## The records
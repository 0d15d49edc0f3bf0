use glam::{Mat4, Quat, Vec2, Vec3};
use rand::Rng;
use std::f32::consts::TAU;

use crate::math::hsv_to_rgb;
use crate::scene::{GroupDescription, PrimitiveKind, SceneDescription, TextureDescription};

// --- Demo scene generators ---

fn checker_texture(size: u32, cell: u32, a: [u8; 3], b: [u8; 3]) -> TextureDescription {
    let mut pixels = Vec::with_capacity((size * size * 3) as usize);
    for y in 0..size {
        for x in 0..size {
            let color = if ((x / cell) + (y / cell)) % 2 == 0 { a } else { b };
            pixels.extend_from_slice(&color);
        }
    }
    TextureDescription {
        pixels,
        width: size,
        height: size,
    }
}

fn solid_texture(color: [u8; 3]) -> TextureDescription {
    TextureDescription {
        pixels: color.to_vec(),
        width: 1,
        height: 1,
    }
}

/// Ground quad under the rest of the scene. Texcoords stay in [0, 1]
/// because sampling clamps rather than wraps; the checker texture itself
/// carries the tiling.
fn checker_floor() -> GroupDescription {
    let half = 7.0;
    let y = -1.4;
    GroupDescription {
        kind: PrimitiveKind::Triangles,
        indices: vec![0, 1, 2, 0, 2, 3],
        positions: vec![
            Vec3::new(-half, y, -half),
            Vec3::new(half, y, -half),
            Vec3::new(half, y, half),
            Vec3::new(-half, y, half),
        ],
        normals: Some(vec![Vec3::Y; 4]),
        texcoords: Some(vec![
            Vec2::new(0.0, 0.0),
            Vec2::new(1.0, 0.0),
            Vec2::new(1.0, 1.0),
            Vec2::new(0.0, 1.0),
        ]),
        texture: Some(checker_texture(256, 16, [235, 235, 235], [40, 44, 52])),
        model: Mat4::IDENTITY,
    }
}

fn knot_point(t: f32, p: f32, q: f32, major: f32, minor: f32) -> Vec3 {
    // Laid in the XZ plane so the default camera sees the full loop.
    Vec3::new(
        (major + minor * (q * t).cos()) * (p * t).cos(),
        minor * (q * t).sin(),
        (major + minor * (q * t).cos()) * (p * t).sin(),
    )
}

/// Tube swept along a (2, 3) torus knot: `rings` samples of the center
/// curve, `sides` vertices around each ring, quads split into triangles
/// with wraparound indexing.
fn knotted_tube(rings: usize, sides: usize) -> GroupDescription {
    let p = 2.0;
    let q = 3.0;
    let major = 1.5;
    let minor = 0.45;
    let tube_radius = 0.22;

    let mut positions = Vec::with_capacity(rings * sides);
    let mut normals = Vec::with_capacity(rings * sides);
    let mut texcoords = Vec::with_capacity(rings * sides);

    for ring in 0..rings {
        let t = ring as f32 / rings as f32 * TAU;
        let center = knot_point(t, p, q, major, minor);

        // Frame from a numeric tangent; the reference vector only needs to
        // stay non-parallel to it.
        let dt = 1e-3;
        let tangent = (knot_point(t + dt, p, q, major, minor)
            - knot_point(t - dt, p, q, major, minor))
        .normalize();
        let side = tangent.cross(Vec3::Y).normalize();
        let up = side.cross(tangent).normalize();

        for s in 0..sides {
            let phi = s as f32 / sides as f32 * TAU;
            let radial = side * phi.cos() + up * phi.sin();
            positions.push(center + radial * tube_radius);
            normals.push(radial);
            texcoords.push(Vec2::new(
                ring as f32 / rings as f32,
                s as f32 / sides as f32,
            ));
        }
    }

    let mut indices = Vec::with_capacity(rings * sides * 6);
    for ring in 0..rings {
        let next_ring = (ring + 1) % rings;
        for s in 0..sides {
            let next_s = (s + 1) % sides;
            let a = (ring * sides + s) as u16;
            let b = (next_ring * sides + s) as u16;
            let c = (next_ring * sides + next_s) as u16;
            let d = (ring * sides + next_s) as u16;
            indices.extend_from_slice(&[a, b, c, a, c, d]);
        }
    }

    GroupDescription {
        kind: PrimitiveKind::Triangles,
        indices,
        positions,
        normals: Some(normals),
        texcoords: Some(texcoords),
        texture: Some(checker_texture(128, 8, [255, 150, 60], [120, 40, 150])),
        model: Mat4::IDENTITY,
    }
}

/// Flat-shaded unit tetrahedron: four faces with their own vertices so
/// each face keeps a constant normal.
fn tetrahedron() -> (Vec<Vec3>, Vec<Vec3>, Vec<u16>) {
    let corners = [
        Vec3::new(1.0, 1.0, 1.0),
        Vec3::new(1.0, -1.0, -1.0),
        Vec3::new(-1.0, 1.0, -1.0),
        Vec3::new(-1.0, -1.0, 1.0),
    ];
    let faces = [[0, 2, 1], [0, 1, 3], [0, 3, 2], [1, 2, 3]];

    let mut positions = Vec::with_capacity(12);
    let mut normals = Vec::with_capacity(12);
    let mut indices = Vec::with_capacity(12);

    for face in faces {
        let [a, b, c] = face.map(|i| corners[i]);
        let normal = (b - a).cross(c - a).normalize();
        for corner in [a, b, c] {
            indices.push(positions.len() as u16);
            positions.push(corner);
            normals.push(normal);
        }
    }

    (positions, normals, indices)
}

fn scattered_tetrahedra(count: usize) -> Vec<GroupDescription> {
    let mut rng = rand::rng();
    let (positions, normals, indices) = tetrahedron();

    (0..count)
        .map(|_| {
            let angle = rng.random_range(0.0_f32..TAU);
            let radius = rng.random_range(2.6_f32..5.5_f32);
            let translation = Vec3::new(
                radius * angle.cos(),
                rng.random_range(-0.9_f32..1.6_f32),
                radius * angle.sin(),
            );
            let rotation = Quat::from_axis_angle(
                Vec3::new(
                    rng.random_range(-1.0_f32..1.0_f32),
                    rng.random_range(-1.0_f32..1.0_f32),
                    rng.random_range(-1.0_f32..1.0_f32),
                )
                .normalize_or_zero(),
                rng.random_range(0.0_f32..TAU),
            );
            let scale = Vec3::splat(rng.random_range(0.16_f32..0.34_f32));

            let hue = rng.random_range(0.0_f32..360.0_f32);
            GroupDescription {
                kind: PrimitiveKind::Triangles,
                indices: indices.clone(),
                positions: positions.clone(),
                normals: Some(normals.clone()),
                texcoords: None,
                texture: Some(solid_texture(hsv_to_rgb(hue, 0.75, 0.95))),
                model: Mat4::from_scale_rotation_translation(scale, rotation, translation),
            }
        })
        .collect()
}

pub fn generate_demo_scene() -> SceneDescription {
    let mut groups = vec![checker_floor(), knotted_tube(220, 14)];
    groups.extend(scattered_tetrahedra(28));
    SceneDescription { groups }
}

## Task goal
Write the entries out again in full, exactly as they appear above.

## Task solution
repository 0d15d49edc0f3bf0
use glam::{Mat4, Quat, Vec2, Vec3};
use rand::Rng;
use std::f32::consts::TAU;

use crate::math::hsv_to_rgb;
use crate::scene::{GroupDescription, PrimitiveKind, SceneDescription, TextureDescription};

// --- Demo scene generators ---

fn checker_texture(size: u32, cell: u32, a: [u8; 3], b: [u8; 3]) -> TextureDescription {
    let mut pixels = Vec::with_capacity((size * size * 3) as usize);
    for y in 0..size {
        for x in 0..size {
            let color = if ((x / cell) + (y / cell)) % 2 == 0 { a } else { b };
            pixels.extend_from_slice(&color);
        }
    }
    TextureDescription {
        pixels,
        width: size,
        height: size,
    }
}

fn solid_texture(color: [u8; 3]) -> TextureDescription {
    TextureDescription {
        pixels: color.to_vec(),
        width: 1,
        height: 1,
    }
}

/// Ground quad under the rest of the scene. Texcoords stay in [0, 1]
/// because sampling clamps rather than wraps; the checker texture itself
/// carries the tiling.
fn checker_floor() -> GroupDescription {
    let half = 7.0;
    let y = -1.4;
    GroupDescription {
        kind: PrimitiveKind::Triangles,
        indices: vec![0, 1, 2, 0, 2, 3],
        positions: vec![
            Vec3::new(-half, y, -half),
            Vec3::new(half, y, -half),
            Vec3::new(half, y, half),
            Vec3::new(-half, y, half),
        ],
        normals: Some(vec![Vec3::Y; 4]),
        texcoords: Some(vec![
            Vec2::new(0.0, 0.0),
            Vec2::new(1.0, 0.0),
            Vec2::new(1.0, 1.0),
            Vec2::new(0.0, 1.0),
        ]),
        texture: Some(checker_texture(256, 16, [235, 235, 235], [40, 44, 52])),
        model: Mat4::IDENTITY,
    }
}

fn knot_point(t: f32, p: f32, q: f32, major: f32, minor: f32) -> Vec3 {
    // Laid in the XZ plane so the default camera sees the full loop.
    Vec3::new(
        (major + minor * (q * t).cos()) * (p * t).cos(),
        minor * (q * t).sin(),
        (major + minor * (q * t).cos()) * (p * t).sin(),
    )
}

/// Tube swept along a (2, 3) torus knot: `rings` samples of the center
/// curve, `sides` vertices around each ring, quads split into triangles
/// with wraparound indexing.
fn knotted_tube(rings: usize, sides: usize) -> GroupDescription {
    let p = 2.0;
    let q = 3.0;
    let major = 1.5;
    let minor = 0.45;
    let tube_radius = 0.22;

    let mut positions = Vec::with_capacity(rings * sides);
    let mut normals = Vec::with_capacity(rings * sides);
    let mut texcoords = Vec::with_capacity(rings * sides);

    for ring in 0..rings {
        let t = ring as f32 / rings as f32 * TAU;
        let center = knot_point(t, p, q, major, minor);

        // Frame from a numeric tangent; the reference vector only needs to
        // stay non-parallel to it.
        let dt = 1e-3;
        let tangent = (knot_point(t + dt, p, q, major, minor)
            - knot_point(t - dt, p, q, major, minor))
        .normalize();
        let side = tangent.cross(Vec3::Y).normalize();
        let up = side.cross(tangent).normalize();

        for s in 0..sides {
            let phi = s as f32 / sides as f32 * TAU;
            let radial = side * phi.cos() + up * phi.sin();
            positions.push(center + radial * tube_radius);
            normals.push(radial);
            texcoords.push(Vec2::new(
                ring as f32 / rings as f32,
                s as f32 / sides as f32,
            ));
        }
    }

    let mut indices = Vec::with_capacity(rings * sides * 6);
    for ring in 0..rings {
        let next_ring = (ring + 1) % rings;
        for s in 0..sides {
            let next_s = (s + 1) % sides;
            let a = (ring * sides + s) as u16;
            let b = (next_ring * sides + s) as u16;
            let c = (next_ring * sides + next_s) as u16;
            let d = (ring * sides + next_s) as u16;
            indices.extend_from_slice(&[a, b, c, a, c, d]);
        }
    }

    GroupDescription {
        kind: PrimitiveKind::Triangles,
        indices,
        positions,
        normals: Some(normals),
        texcoords: Some(texcoords),
        texture: Some(checker_texture(128, 8, [255, 150, 60], [120, 40, 150])),
        model: Mat4::IDENTITY,
    }
}

/// Flat-shaded unit tetrahedron: four faces with their own vertices so
/// each face keeps a constant normal.
fn tetrahedron() -> (Vec<Vec3>, Vec<Vec3>, Vec<u16>) {
    let corners = [
        Vec3::new(1.0, 1.0, 1.0),
        Vec3::new(1.0, -1.0, -1.0),
        Vec3::new(-1.0, 1.0, -1.0),
        Vec3::new(-1.0, -1.0, 1.0),
    ];
    let faces = [[0, 2, 1], [0, 1, 3], [0, 3, 2], [1, 2, 3]];

    let mut positions = Vec::with_capacity(12);
    let mut normals = Vec::with_capacity(12);
    let mut indices = Vec::with_capacity(12);

    for face in faces {
        let [a, b, c] = face.map(|i| corners[i]);
        let normal = (b - a).cross(c - a).normalize();
        for corner in [a, b, c] {
            indices.push(positions.len() as u16);
            positions.push(corner);
            normals.push(normal);
        }
    }

    (positions, normals, indices)
}

fn scattered_tetrahedra(count: usize) -> Vec<GroupDescription> {
    let mut rng = rand::rng();
    let (positions, normals, indices) = tetrahedron();

    (0..count)
        .map(|_| {
            let angle = rng.random_range(0.0_f32..TAU);
            let radius = rng.random_range(2.6_f32..5.5_f32);
            let translation = Vec3::new(
                radius * angle.cos(),
                rng.random_range(-0.9_f32..1.6_f32),
                radius * angle.sin(),
            );
            let rotation = Quat::from_axis_angle(
                Vec3::new(
                    rng.random_range(-1.0_f32..1.0_f32),
                    rng.random_range(-1.0_f32..1.0_f32),
                    rng.random_range(-1.0_f32..1.0_f32),
                )
                .normalize_or_zero(),
                rng.random_range(0.0_f32..TAU),
            );
            let scale = Vec3::splat(rng.random_range(0.16_f32..0.34_f32));

            let hue = rng.random_range(0.0_f32..360.0_f32);
            GroupDescription {
                kind: PrimitiveKind::Triangles,
                indices: indices.clone(),
                positions: positions.clone(),
                normals: Some(normals.clone()),
                texcoords: None,
                texture: Some(solid_texture(hsv_to_rgb(hue, 0.75, 0.95))),
                model: Mat4::from_scale_rotation_translation(scale, rotation, translation),
            }
        })
        .collect()
}

pub fn generate_demo_scene() -> SceneDescription {
    let mut groups = vec![checker_floor(), knotted_tube(220, 14)];
    groups.extend(scattered_tetrahedra(28));
    SceneDescription { groups }
}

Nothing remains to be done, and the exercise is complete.